YOUR ASSIGNMENT → Using the material below, copy every line where "tracing" appears.
--- --- ---
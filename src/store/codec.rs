//! Record codecs: how a state payload becomes exactly `RECORD_SIZE` bytes.
//!
//! Record size and byte order are part of the on-medium contract, so they are
//! fixed by the codec rather than by the in-memory layout of the state type.

use core::marker::PhantomData;

use serde::{Serialize, de::DeserializeOwned};

use crate::error::CodecError;

/// Serializes one state payload into a fixed-size record and back.
pub trait RecordCodec {
    /// Payload persisted by the store
    type State: Clone;

    /// Exact size of every record on the medium
    const RECORD_SIZE: usize;

    /// Fill `out` (exactly `RECORD_SIZE` bytes) with the encoded state
    fn encode(&self, state: &Self::State, out: &mut [u8]) -> Result<(), CodecError>;

    /// Decode a record of exactly `RECORD_SIZE` bytes
    fn decode(&self, bytes: &[u8]) -> Result<Self::State, CodecError>;
}

/// Opaque byte-array payloads stored verbatim.
#[derive(Debug, Clone, Copy, Default)]
pub struct RawCodec<const N: usize>;

impl<const N: usize> RecordCodec for RawCodec<N> {
    type State = [u8; N];
    const RECORD_SIZE: usize = N;

    fn encode(&self, state: &[u8; N], out: &mut [u8]) -> Result<(), CodecError> {
        if out.len() != N {
            return Err(CodecError::Encode);
        }
        out.copy_from_slice(state);
        Ok(())
    }

    fn decode(&self, bytes: &[u8]) -> Result<[u8; N], CodecError> {
        bytes.try_into().map_err(|_| CodecError::Decode)
    }
}

/// Any serde type, encoded with postcard and zero padded to `N` bytes.
///
/// Postcard uses varints by default, so size `N` for the largest value the
/// state can take (or mark integer fields with `postcard::fixint::le`).
pub struct PostcardCodec<S, const N: usize> {
    _state: PhantomData<fn() -> S>,
}

impl<S, const N: usize> PostcardCodec<S, N> {
    pub const fn new() -> Self {
        Self {
            _state: PhantomData,
        }
    }
}

impl<S, const N: usize> Default for PostcardCodec<S, N> {
    fn default() -> Self {
        Self::new()
    }
}

impl<S, const N: usize> RecordCodec for PostcardCodec<S, N>
where
    S: Serialize + DeserializeOwned + Clone,
{
    type State = S;
    const RECORD_SIZE: usize = N;

    fn encode(&self, state: &S, out: &mut [u8]) -> Result<(), CodecError> {
        if out.len() != N {
            return Err(CodecError::Encode);
        }
        let used = match postcard::to_slice(state, out) {
            Ok(used) => used.len(),
            Err(postcard::Error::SerializeBufferFull) => {
                return Err(CodecError::Oversized { max: N });
            }
            Err(_) => return Err(CodecError::Encode),
        };
        out[used..].fill(0);
        Ok(())
    }

    fn decode(&self, bytes: &[u8]) -> Result<S, CodecError> {
        postcard::from_bytes(bytes).map_err(|_| CodecError::Decode)
    }
}

#[cfg(test)]
mod tests {
    use super::*;
    use crate::telemetry::FlightEvent;
    use serde::Deserialize;

    #[derive(Serialize, Deserialize, Debug, Clone, PartialEq)]
    struct Mission {
        phase: FlightEvent,
        armed: bool,
        #[serde(with = "postcard::fixint::le")]
        boots: u32,
    }

    #[test]
    fn test_postcard_record_is_padded() {
        let codec = PostcardCodec::<Mission, 12>::new();
        let mut out = [0xFFu8; 12];
        let state = Mission {
            phase: FlightEvent::Apogee,
            armed: true,
            boots: 3,
        };

        codec.encode(&state, &mut out).unwrap();
        // variant index, bool, fixed-width u32, then padding
        assert_eq!(out, [7, 1, 3, 0, 0, 0, 0, 0, 0, 0, 0, 0]);
        assert_eq!(codec.decode(&out).unwrap(), state);
    }

    #[test]
    fn test_postcard_oversized() {
        let codec = PostcardCodec::<Mission, 4>::new();
        let mut out = [0u8; 4];
        let state = Mission {
            phase: FlightEvent::None,
            armed: false,
            boots: 0,
        };
        assert_eq!(
            codec.encode(&state, &mut out),
            Err(CodecError::Oversized { max: 4 })
        );
    }

    #[test]
    fn test_postcard_rejects_garbage() {
        let codec = PostcardCodec::<Mission, 8>::new();
        // 0x7F is not a valid FlightEvent variant
        assert_eq!(codec.decode(&[0x7F; 8]), Err(CodecError::Decode));
    }

    #[test]
    fn test_raw_codec_length_checks() {
        let codec = RawCodec::<2>;
        let mut short = [0u8; 1];
        assert_eq!(codec.encode(&[1, 2], &mut short), Err(CodecError::Encode));
        assert_eq!(codec.decode(&[1, 2, 3]), Err(CodecError::Decode));
        assert_eq!(codec.decode(&[1, 2]), Ok([1, 2]));
    }
}
impl SessionCoordinator {
    pub fn new(
        item_bank: Arc<dyn ItemBank>,
        store: Arc<dyn ResultStore>,
        events: Arc<dyn EventBus>,
        config: CoordinatorConfig,
    ) -> Self {
        Self {
            sessions: RwLock::new(HashMap::new()),
            item_bank,
            store,
            events,
            config,
        }
    }

    /// Start a session for an examinee
    ///
    /// Fetches and snapshots the item pool, creates the session pair,
    /// and returns the new session id. An empty pool completes the
    /// session immediately with `PoolExhausted` and zero responses.
    pub async fn start(
        &self,
        exam_id: impl Into<String>,
        examinee_id: impl Into<String>,
    ) -> Result<String, EngineError> {
        let exam_id = exam_id.into();
        let examinee_id = examinee_id.into();

        let pool = self.item_bank.fetch_item_pool(&exam_id).await?;
        let id = Uuid::new_v4();
        let session_id = id.to_string();
        // Seed derives from the session id so an audit can replay the
        // selection sequence from the archived record alone.
        let seed = id.as_u128() as u64;

        let empty_pool = pool.is_empty();
        let mut entry = SessionEntry {
            cat: CatSession::new(
                session_id.clone(),
                exam_id.clone(),
                examinee_id.clone(),
                pool,
                self.config.cat.clone(),
                seed,
            ),
            proctor: ProctorMonitor::new(self.config.proctor.clone()),
            archived: false,
        };

        tracing::info!(session_id = %session_id, exam_id = %exam_id, examinee_id = %examinee_id, "session started");
        self.events
            .publish(ExamEvent::SessionStarted {
                session_id: session_id.clone(),
                exam_id,
                examinee_id,
            })
            .await;

        if empty_pool {
            // Nothing to administer; skip the device gate and finalize.
            entry.cat.activate().map_err(EngineError::Session)?;
            self.finalize(&mut entry).await;
        }

        self.sessions
            .write()
            .await
            .insert(session_id.clone(), Arc::new(Mutex::new(entry)));
        Ok(session_id)
    }

    /// Report camera/microphone readiness for a session
    ///
    /// Once the required devices are ready the CAT session leaves
    /// `Initializing`. If the setup window has expired the session is
    /// discarded and `DeviceSetupTimeout` is reported; a session that
    /// never started is not persisted as started.
    pub async fn device_ready(
        &self,
        session_id: &str,
        camera: bool,
        microphone: bool,
    ) -> Result<ProctorState, EngineError> {
        let entry = self.entry(session_id).await?;
        let mut guard = entry.lock().await;

        if guard.cat.is_terminal() {
            return Err(self.closed(&guard).into());
        }

        let was_ready = guard.proctor.devices_ready();
        let state = match guard.proctor.device_update(camera, microphone) {
            Ok(state) => state,
            Err(crate::error::ProctorError::SetupTimedOut) => {
                drop(guard);
                self.discard(session_id).await;
                return Err(SessionError::DeviceSetupTimeout.into());
            }
            Err(e) => return Err(e.into()),
        };

        self.events
            .publish(ExamEvent::DeviceStatusChanged {
                session_id: session_id.to_string(),
                camera,
                microphone,
            })
            .await;

        if state != ProctorState::AwaitingDeviceSetup
            && matches!(guard.cat.state(), CatState::Initializing)
        {
            guard.cat.activate().map_err(EngineError::Session)?;
            self.events
                .publish(ExamEvent::SessionActivated {
                    session_id: session_id.to_string(),
                })
                .await;
        }

        // A required device dropping mid-session is itself a violation.
        if was_ready && !guard.proctor.devices_ready() {
            self.apply_violation(
                session_id,
                &mut guard,
                ViolationKind::DeviceDisconnect,
                Some("required device went offline".to_string()),
            )
            .await?;
        }

        Ok(state)
    }

    /// Issue (or re-issue) the next item for a session
    pub async fn next_item(&self, session_id: &str) -> Result<Item, EngineError> {
        let entry = self.entry(session_id).await?;
        let mut guard = entry.lock().await;

        if matches!(guard.cat.state(), CatState::Initializing) && guard.proctor.setup_expired() {
            drop(guard);
            self.discard(session_id).await;
            return Err(SessionError::DeviceSetupTimeout.into());
        }

        match guard.cat.issue_item() {
            Ok(item) => {
                self.events
                    .publish(ExamEvent::ItemIssued {
                        session_id: session_id.to_string(),
                        item_id: item.id.clone(),
                        difficulty: item.difficulty,
                    })
                    .await;
                Ok(item)
            }
            Err(e) => {
                // Selecting may have just completed the session (pool
                // exhausted or time budget); finalize before reporting.
                if guard.cat.is_terminal() {
                    self.finalize(&mut guard).await;
                }
                Err(e.into())
            }
        }
    }

    /// Record an answer for the in-flight item
    ///
    /// Idempotent per `(session_id, item_id)`: a retry of an
    /// already-recorded item returns the original response unchanged
    /// with `replayed` set, without advancing the sequence.
    pub async fn submit_answer(
        &self,
        session_id: &str,
        item_id: &str,
        is_correct: bool,
        response_time_ms: u64,
    ) -> Result<SubmitOutcome, EngineError> {
        let entry = self.entry(session_id).await?;
        let mut guard = entry.lock().await;

        if let Some(existing) = guard.cat.recorded_response(item_id) {
            return Ok(SubmitOutcome {
                response: existing.clone(),
                finished: guard.cat.termination_reason().cloned(),
                replayed: true,
            });
        }

        let outcome = guard
            .cat
            .submit_answer(item_id, is_correct, response_time_ms)
            .map_err(EngineError::Session)?;

        self.events
            .publish(ExamEvent::ResponseRecorded {
                session_id: session_id.to_string(),
                item_id: item_id.to_string(),
                is_correct,
                ability: outcome.response.ability_after,
                standard_error: outcome.response.standard_error_after,
                sequence_index: outcome.response.sequence_index,
            })
            .await;

        if outcome.finished.is_some() {
            self.finalize(&mut guard).await;
        }
        Ok(outcome)
    }

    /// Report a proctoring violation for a session
    ///
    /// May force-terminate the session; the abort happens under the
    /// same per-session lock as answer submission, so termination wins
    /// any race deterministically.
    pub async fn report_violation(
        &self,
        session_id: &str,
        kind: ViolationKind,
        description: Option<String>,
    ) -> Result<ViolationAck, EngineError> {
        let entry = self.entry(session_id).await?;
        let mut guard = entry.lock().await;
        self.apply_violation(session_id, &mut guard, kind, description)
            .await
    }

    async fn apply_violation(
        &self,
        session_id: &str,
        guard: &mut SessionEntry,
        kind: ViolationKind,
        description: Option<String>,
    ) -> Result<ViolationAck, EngineError> {
        if guard.cat.is_terminal() {
            return Err(self.closed(guard).into());
        }

        let level_before = guard.proctor.escalation_level();
        let action = guard
            .proctor
            .report_violation(kind, description)
            .map_err(EngineError::Proctor)?;

        let severity = guard
            .proctor
            .violations()
            .last()
            .map(|v| v.severity)
            .unwrap_or(0.0);
        let level = guard.proctor.escalation_level();

        self.events
            .publish(ExamEvent::ViolationRecorded {
                session_id: session_id.to_string(),
                kind,
                severity,
                escalation_level: level,
            })
            .await;

        let terminated = match action {
            ProctorAction::Recorded => false,
            ProctorAction::Escalated { level } => {
                if level > level_before {
                    self.events
                        .publish(ExamEvent::EscalationRaised {
                            session_id: session_id.to_string(),
                            level,
                        })
                        .await;
                }
                false
            }
            ProctorAction::ForceTerminate { summary } => {
                // The one path allowed to interrupt AwaitingResponse.
                if guard
                    .cat
                    .abort(TerminationReason::ProctorTerminated { summary })
                    .is_ok()
                {
                    self.finalize(guard).await;
                }
                true
            }
        };

        Ok(ViolationAck {
            severity,
            cumulative_severity: guard.proctor.cumulative_severity(),
            escalation_level: level,
            terminated,
        })
    }

    /// Cancel a session (examinee- or administrator-initiated)
    pub async fn cancel(&self, session_id: &str) -> Result<(), EngineError> {
        let entry = self.entry(session_id).await?;
        let mut guard = entry.lock().await;
        guard
            .cat
            .abort(TerminationReason::Cancelled)
            .map_err(EngineError::Session)?;
        self.finalize(&mut guard).await;
        Ok(())
    }

    /// Fetch the final record of a terminated session
    ///
    /// Calling this on a session that is still running is a protocol
    /// error; the adaptive loop ends sessions via its stopping rules
    /// (or `cancel`), not via `complete`.
    pub async fn complete(&self, session_id: &str) -> Result<ExamRecord, EngineError> {
        let entry = self.entry(session_id).await?;
        let guard = entry.lock().await;
        if !guard.cat.is_terminal() {
            return Err(SessionError::StillActive.into());
        }
        Ok(guard.record())
    }

    /// Current CAT state of a session
    pub async fn session_state(&self, session_id: &str) -> Result<CatState, EngineError> {
        let entry = self.entry(session_id).await?;
        let guard = entry.lock().await;
        Ok(guard.cat.state().clone())
    }

    /// Current proctoring state of a session
    pub async fn proctor_state(&self, session_id: &str) -> Result<ProctorState, EngineError> {
        let entry = self.entry(session_id).await?;
        let guard = entry.lock().await;
        Ok(guard.proctor.state())
    }

    /// List all registered session ids
    pub async fn list_sessions(&self) -> Vec<String> {
        self.sessions.read().await.keys().cloned().collect()
    }

    /// Number of registered sessions (terminal ones included until
    /// removed)
    pub async fn session_count(&self) -> usize {
        self.sessions.read().await.len()
    }

    /// Drop a terminated session from the registry
    ///
    /// The archived record survives in the result store; only the
    /// in-memory entry is released. Active sessions cannot be removed.
    pub async fn remove_session(&self, session_id: &str) -> Result<(), EngineError> {
        let entry = self.entry(session_id).await?;
        {
            let guard = entry.lock().await;
            if !guard.cat.is_terminal() {
                return Err(SessionError::StillActive.into());
            }
        }
        self.sessions.write().await.remove(session_id);
        Ok(())
    }

    async fn entry(&self, session_id: &str) -> Result<Arc<Mutex<SessionEntry>>, SessionError> {
        self.sessions
            .read()
            .await
            .get(session_id)
            .cloned()
            .ok_or_else(|| SessionError::NotFound(session_id.to_string()))
    }

    fn closed(&self, entry: &SessionEntry) -> SessionError {
        SessionError::SessionClosed {
            reason: entry
                .cat
                .termination_reason()
                .cloned()
                .unwrap_or(TerminationReason::Cancelled),
        }
    }

    /// Drop a session that never started (device setup failure)
    async fn discard(&self, session_id: &str) {
        self.sessions.write().await.remove(session_id);
        tracing::warn!(session_id = %session_id, "session discarded before device setup completed");
    }

    /// Archive a terminal session and publish its terminal event
    ///
    /// Retries the store a bounded number of times; when retries
    /// exhaust the session is downgraded to `InfrastructureFailure`
    /// rather than left ambiguously open.
    async fn finalize(&self, entry: &mut SessionEntry) {
        if entry.archived {
            return;
        }

        let record = entry.record();
        let mut archived = false;
        for attempt in 1..=self.config.archive_attempts {
            match self.store.archive(&record).await {
                Ok(()) => {
                    archived = true;
                    break;
                }
                Err(e) => {
                    tracing::warn!(
                        session_id = %record.session_id,
                        attempt,
                        error = %e,
                        "failed to archive session result"
                    );
                    if attempt < self.config.archive_attempts {
                        tokio::time::sleep(Duration::from_millis(20 * attempt as u64)).await;
                    }
                }
            }
        }

        if !archived {
            tracing::error!(
                session_id = %record.session_id,
                "archive retries exhausted, marking session as infrastructure failure"
            );
            entry.cat.mark_infrastructure_failure();
            self.events
                .publish(ExamEvent::SessionAborted {
                    session_id: record.session_id.clone(),
                    reason: TerminationReason::InfrastructureFailure,
                })
                .await;
            entry.archived = true;
            return;
        }

        entry.archived = true;
        let reason = record.termination_reason.clone();
        let event = if reason.is_completion() {
            ExamEvent::SessionCompleted {
                session_id: record.session_id.clone(),
                reason,
                ability: record.ability_estimate,
                standard_error: record.standard_error,
            }
        } else {
            ExamEvent::SessionAborted {
                session_id: record.session_id.clone(),
                reason,
            }
        };
        self.events.publish(event).await;
    }
}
--- --- ---
ANSWER TO THE PROBLEM →
        tracing::info!(session_id = %session_id, exam_id = %exam_id, examinee_id = %examinee_id, "session started");
        tracing::warn!(session_id = %session_id, "session discarded before device setup completed");
                    tracing::warn!(
            tracing::error!(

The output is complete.